The Irish have along history that includes many hardships and struggles. In the 1840's a potato famine killed hundreds of thousands of people in Ireland and forced hundreds of thousands more to leave their homeland. As a result, only about half as many people live in Ireland today as lived there in 1845.
Saint Patrick brought christianity to Ireland. St. Patrick was born in Britain and was taken to Ireland as a slave in the early 400's.
After six years of slavery, he escaped and went to France, where he studied for the priesthood. He returned to Ireland as a christian missionary in 432.
The Irish people accepted christianity and came to regard Patrick as their patron (guardian) Saint. Today, the feast day March 17, a national holiday.
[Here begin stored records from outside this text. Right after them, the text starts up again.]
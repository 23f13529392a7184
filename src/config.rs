//! Configuration loading, layering, and validation.
//!
//! Settings come from three layers, each overriding the one before:
//!
//! ```text
//! stock defaults          (compiled in)
//!   └─ imgsquash.toml     (working directory, or --config FILE)
//!        └─ CLI flags     (--quality, --resize, ...)
//! ```
//!
//! Layers are merged as raw TOML with [`merge_toml`] and only then
//! deserialized, so a file or flag needs to name just the keys it changes.
//!
//! ## Configuration Options
//!
//! ```toml
//! # All options are optional - defaults shown below
//!
//! [compression]
//! quality = 80            # 1-100, encoder quality hint
//! resize = "original"     # original | half | three-quarters | custom
//! # width = 1200          # custom only
//! # height = 800          # custom only
//! format = "original"     # original | jpeg | png | webp
//!
//! [limits]
//! max_file_size = 10485760  # bytes per input file
//!
//! [processing]
//! on_error = "abort"      # abort | skip
//! parallel = false        # run images on a worker pool
//! # max_processes = 4     # worker cap (omit for auto = CPU cores)
//! ```
//!
//! Unknown keys are rejected to catch typos early.

use crate::imaging::{CompressionSettings, OutputFormat, ResizeMode};
use crate::pipeline::FailurePolicy;
use crate::validation::MAX_INPUT_BYTES;
use serde::{Deserialize, Serialize};
use std::fs;
use std::path::Path;
use thiserror::Error;

/// Config file picked up from the working directory when `--config` is absent.
pub const CONFIG_FILE_NAME: &str = "imgsquash.toml";

#[derive(Error, Debug)]
pub enum ConfigError {
    #[error("IO error: {0}")]
    Io(#[from] std::io::Error),
    #[error("TOML parse error: {0}")]
    Toml(#[from] toml::de::Error),
    #[error("Config validation error: {0}")]
    Validation(String),
}

/// Application configuration loaded from `imgsquash.toml`.
///
/// All fields have defaults; a config file only lists what it overrides.
#[derive(Debug, Clone, Default, PartialEq, Serialize, Deserialize)]
#[serde(default, deny_unknown_fields)]
pub struct AppConfig {
    /// Compression settings snapshotted for each run.
    pub compression: CompressionSettings,
    /// Input acceptance limits.
    pub limits: LimitsConfig,
    /// Batch execution settings.
    pub processing: ProcessingConfig,
}

impl AppConfig {
    /// Validate config values are within acceptable ranges.
    ///
    /// Quality range is enforced while deserializing.
    pub fn validate(&self) -> Result<(), ConfigError> {
        if self.compression.width == Some(0) || self.compression.height == Some(0) {
            return Err(ConfigError::Validation(
                "compression.width and compression.height must be positive".into(),
            ));
        }
        if self.limits.max_file_size == 0 {
            return Err(ConfigError::Validation(
                "limits.max_file_size must be positive".into(),
            ));
        }
        if self.processing.max_processes == Some(0) {
            return Err(ConfigError::Validation(
                "processing.max_processes must be positive".into(),
            ));
        }
        Ok(())
    }
}

/// Input acceptance limits.
#[derive(Debug, Clone, PartialEq, Serialize, Deserialize)]
#[serde(default, deny_unknown_fields)]
pub struct LimitsConfig {
    /// Largest accepted input file, in bytes.
    pub max_file_size: u64,
}

impl Default for LimitsConfig {
    fn default() -> Self {
        Self {
            max_file_size: MAX_INPUT_BYTES,
        }
    }
}

/// Batch execution settings.
#[derive(Debug, Clone, Default, PartialEq, Serialize, Deserialize)]
#[serde(default, deny_unknown_fields)]
pub struct ProcessingConfig {
    /// Maximum number of parallel workers.
    /// When absent, defaults to the number of CPU cores.
    /// Values larger than the core count are clamped down.
    #[serde(skip_serializing_if = "Option::is_none")]
    pub max_processes: Option<usize>,
    /// Process images on a worker pool instead of one at a time.
    pub parallel: bool,
    /// What a failed image does to the rest of the batch.
    pub on_error: FailurePolicy,
}

/// Resolve the effective thread count from config.
///
/// - `None` → use all available cores
/// - `Some(n)` → use `min(n, cores)` (user can constrain down, not up)
pub fn effective_threads(config: &ProcessingConfig) -> usize {
    let cores = std::thread::available_parallelism()
        .map(|n| n.get())
        .unwrap_or(1);
    config.max_processes.map(|n| n.min(cores)).unwrap_or(cores)
}

/// Command-line overrides, applied as the last config layer.
///
/// Only flags the user actually passed are set.
#[derive(Debug, Clone, Default)]
pub struct Overrides {
    pub quality: Option<u32>,
    pub resize: Option<ResizeMode>,
    pub width: Option<u32>,
    pub height: Option<u32>,
    pub format: Option<OutputFormat>,
    pub on_error: Option<FailurePolicy>,
    pub parallel: bool,
    pub max_processes: Option<usize>,
}

impl Overrides {
    /// Render the overrides as a sparse TOML table for [`merge_toml`].
    ///
    /// A custom width or height without an explicit resize mode implies
    /// `resize = "custom"`.
    pub fn to_overlay(&self) -> toml::Value {
        let mut compression = toml::Table::new();
        if let Some(q) = self.quality {
            compression.insert("quality".into(), toml::Value::Integer(q.into()));
        }
        let resize = match (self.resize, self.width.or(self.height)) {
            (Some(mode), _) => Some(mode),
            (None, Some(_)) => Some(ResizeMode::Custom),
            (None, None) => None,
        };
        if let Some(mode) = resize {
            compression.insert("resize".into(), toml::Value::String(mode.to_string()));
        }
        if let Some(w) = self.width {
            compression.insert("width".into(), toml::Value::Integer(w.into()));
        }
        if let Some(h) = self.height {
            compression.insert("height".into(), toml::Value::Integer(h.into()));
        }
        if let Some(format) = self.format {
            compression.insert("format".into(), toml::Value::String(format.to_string()));
        }

        let mut processing = toml::Table::new();
        if let Some(policy) = self.on_error {
            processing.insert("on_error".into(), toml::Value::String(policy.to_string()));
        }
        if self.parallel {
            processing.insert("parallel".into(), toml::Value::Boolean(true));
        }
        if let Some(n) = self.max_processes {
            let n = i64::try_from(n).unwrap_or(i64::MAX);
            processing.insert("max_processes".into(), toml::Value::Integer(n));
        }

        let mut root = toml::Table::new();
        if !compression.is_empty() {
            root.insert("compression".into(), toml::Value::Table(compression));
        }
        if !processing.is_empty() {
            root.insert("processing".into(), toml::Value::Table(processing));
        }
        toml::Value::Table(root)
    }
}

// =============================================================================
// Config loading, merging, and validation
// =============================================================================

/// Returns the stock default config as a `toml::Value::Table`.
///
/// This is the canonical representation of all default values, used as the
/// base layer for merging user overrides on top.
pub fn stock_defaults_value() -> toml::Value {
    toml::Value::try_from(AppConfig::default()).expect("default config must serialize")
}

/// Recursively merge `overlay` on top of `base`.
///
/// - Tables are merged key-by-key (overlay keys override base keys).
/// - Non-table values in overlay replace base values entirely.
/// - Keys in base that are not in overlay are preserved.
pub fn merge_toml(base: toml::Value, overlay: toml::Value) -> toml::Value {
    match (base, overlay) {
        (toml::Value::Table(mut base_table), toml::Value::Table(overlay_table)) => {
            for (key, overlay_val) in overlay_table {
                let merged = match base_table.remove(&key) {
                    Some(base_val) => merge_toml(base_val, overlay_val),
                    None => overlay_val,
                };
                base_table.insert(key, merged);
            }
            toml::Value::Table(base_table)
        }
        (_, overlay) => overlay,
    }
}

/// Read a config file as a raw TOML value. The file must exist.
pub fn load_raw_config_file(path: &Path) -> Result<toml::Value, ConfigError> {
    let content = fs::read_to_string(path)?;
    Ok(toml::from_str(&content)?)
}

/// Load `imgsquash.toml` from a directory as a raw TOML value.
///
/// Returns `Ok(None)` if no config file exists in the directory.
/// Returns `Err` if the file exists but contains invalid TOML.
pub fn load_raw_config(dir: &Path) -> Result<Option<toml::Value>, ConfigError> {
    let config_path = dir.join(CONFIG_FILE_NAME);
    if !config_path.exists() {
        return Ok(None);
    }
    load_raw_config_file(&config_path).map(Some)
}

/// Merge an optional overlay onto a base value, then deserialize and validate.
pub fn resolve_config(
    base: toml::Value,
    overlay: Option<toml::Value>,
) -> Result<AppConfig, ConfigError> {
    let merged = match overlay {
        Some(ov) => merge_toml(base, ov),
        None => base,
    };
    let config: AppConfig = merged.try_into()?;
    config.validate()?;
    Ok(config)
}

/// Load config from `imgsquash.toml` in the given directory.
///
/// Merges user values on top of stock defaults, rejects unknown keys,
/// and validates the result.
pub fn load_config(dir: &Path) -> Result<AppConfig, ConfigError> {
    resolve_config(stock_defaults_value(), load_raw_config(dir)?)
}

/// Resolve all three layers: stock defaults, a config file, and CLI overrides.
///
/// `explicit` names a config file that must exist; otherwise `imgsquash.toml`
/// in `dir` is used when present.
pub fn load_layered(
    explicit: Option<&Path>,
    dir: &Path,
    overrides: &Overrides,
) -> Result<AppConfig, ConfigError> {
    let file = match explicit {
        Some(path) => Some(load_raw_config_file(path)?),
        None => load_raw_config(dir)?,
    };
    let base = match file {
        Some(file) => merge_toml(stock_defaults_value(), file),
        None => stock_defaults_value(),
    };
    resolve_config(base, Some(overrides.to_overlay()))
}

/// Returns a fully-commented stock `imgsquash.toml` with all keys and explanations.
///
/// Used by the `gen-config` CLI command.
pub fn stock_config_toml() -> &'static str {
    r##"# imgsquash configuration
# =======================
# All settings are optional. Remove or comment out any you don't need.
# Values shown below are the defaults.
#
# Lookup order (later wins):
#   stock defaults -> ./imgsquash.toml (or --config FILE) -> command-line flags
#
# Unknown keys will cause an error.

# ---------------------------------------------------------------------------
# Compression
# ---------------------------------------------------------------------------
[compression]
# Encoder quality, 1 (smallest) to 100 (best). Passed to the encoder as
# quality / 100. Lossless formats (PNG, WebP) ignore it.
quality = 80

# How output dimensions are derived from the source:
#   original        keep the source size
#   half            50% of each side, rounded down
#   three-quarters  75% of each side, rounded down
#   custom          use width and/or height below; with only one of them
#                   the other follows the source aspect ratio
resize = "original"

# Custom target size in pixels (only used with resize = "custom").
# width = 1200
# height = 800

# Output format: original (keep the input's type), jpeg, png, or webp.
format = "original"

# ---------------------------------------------------------------------------
# Limits
# ---------------------------------------------------------------------------
[limits]
# Largest accepted input file in bytes (10 MiB).
max_file_size = 10485760

# ---------------------------------------------------------------------------
# Processing
# ---------------------------------------------------------------------------
[processing]
# What a failed image does to the batch:
#   abort  stop and keep nothing from this run
#   skip   report the failure and continue with the rest
on_error = "abort"

# Run images on a worker pool. Output order still matches input order.
parallel = false

# Maximum parallel workers.
# Omit or comment out to auto-detect (= number of CPU cores).
# max_processes = 4
"##
}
Many Irish in the United States attend celebrations, such as the parades, and attend church services on this holiday.
Irish cooking is simple. Principal foods include beef, bread, chicken, mutton, pork, and potatoes. One of Ireland's most famous dishes is Irish stew. The favorite alcoholic drink in Ireland is beer. A type of beer called stout is especially popular.
Ireland has produced outstanding artists in many fields, but the country is especially famous for its writers.
The great waves of immigration did not begin until the 1840-1850 period. They came resettling along the East coast of the United States. They like other cultures experience the ridicule and discrimination in the U. S. They came with no education and they were unskilled, many doors were closed to them.
Gradually they were able to improve their conditions in life, and they began to expand their influence and power. They were very instrumental in the growth of the Catholic church in America, and together with the Catholic church they emphasized the importance of a Catholic education.